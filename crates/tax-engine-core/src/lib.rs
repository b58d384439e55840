pub mod config;
pub mod engine;
pub mod error;
pub mod types;

#[cfg(feature = "levies")]
pub mod levies;

#[cfg(feature = "payroll")]
pub mod payroll;

#[cfg(feature = "vat_return")]
pub mod vat_return;

#[cfg(feature = "depreciation")]
pub mod depreciation;

pub use config::TaxConfig;
pub use engine::TaxEngine;
pub use error::TaxEngineError;
pub use types::*;

/// Standard result type for all tax-engine operations
pub type TaxEngineResult<T> = Result<T, TaxEngineError>;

[Work request]:
Every entry needs to be copied again, word for word.

[Result below]:
filename crates/tax-engine-core/src/lib.rs
repository b58d384439e55840
pub mod config;
pub mod engine;
pub mod error;
pub mod types;

#[cfg(feature = "levies")]
pub mod levies;

#[cfg(feature = "payroll")]
pub mod payroll;

#[cfg(feature = "vat_return")]
pub mod vat_return;

#[cfg(feature = "depreciation")]
pub mod depreciation;

pub use config::TaxConfig;
pub use engine::TaxEngine;
pub use error::TaxEngineError;
pub use types::*;

/// Standard result type for all tax-engine operations
pub type TaxEngineResult<T> = Result<T, TaxEngineError>;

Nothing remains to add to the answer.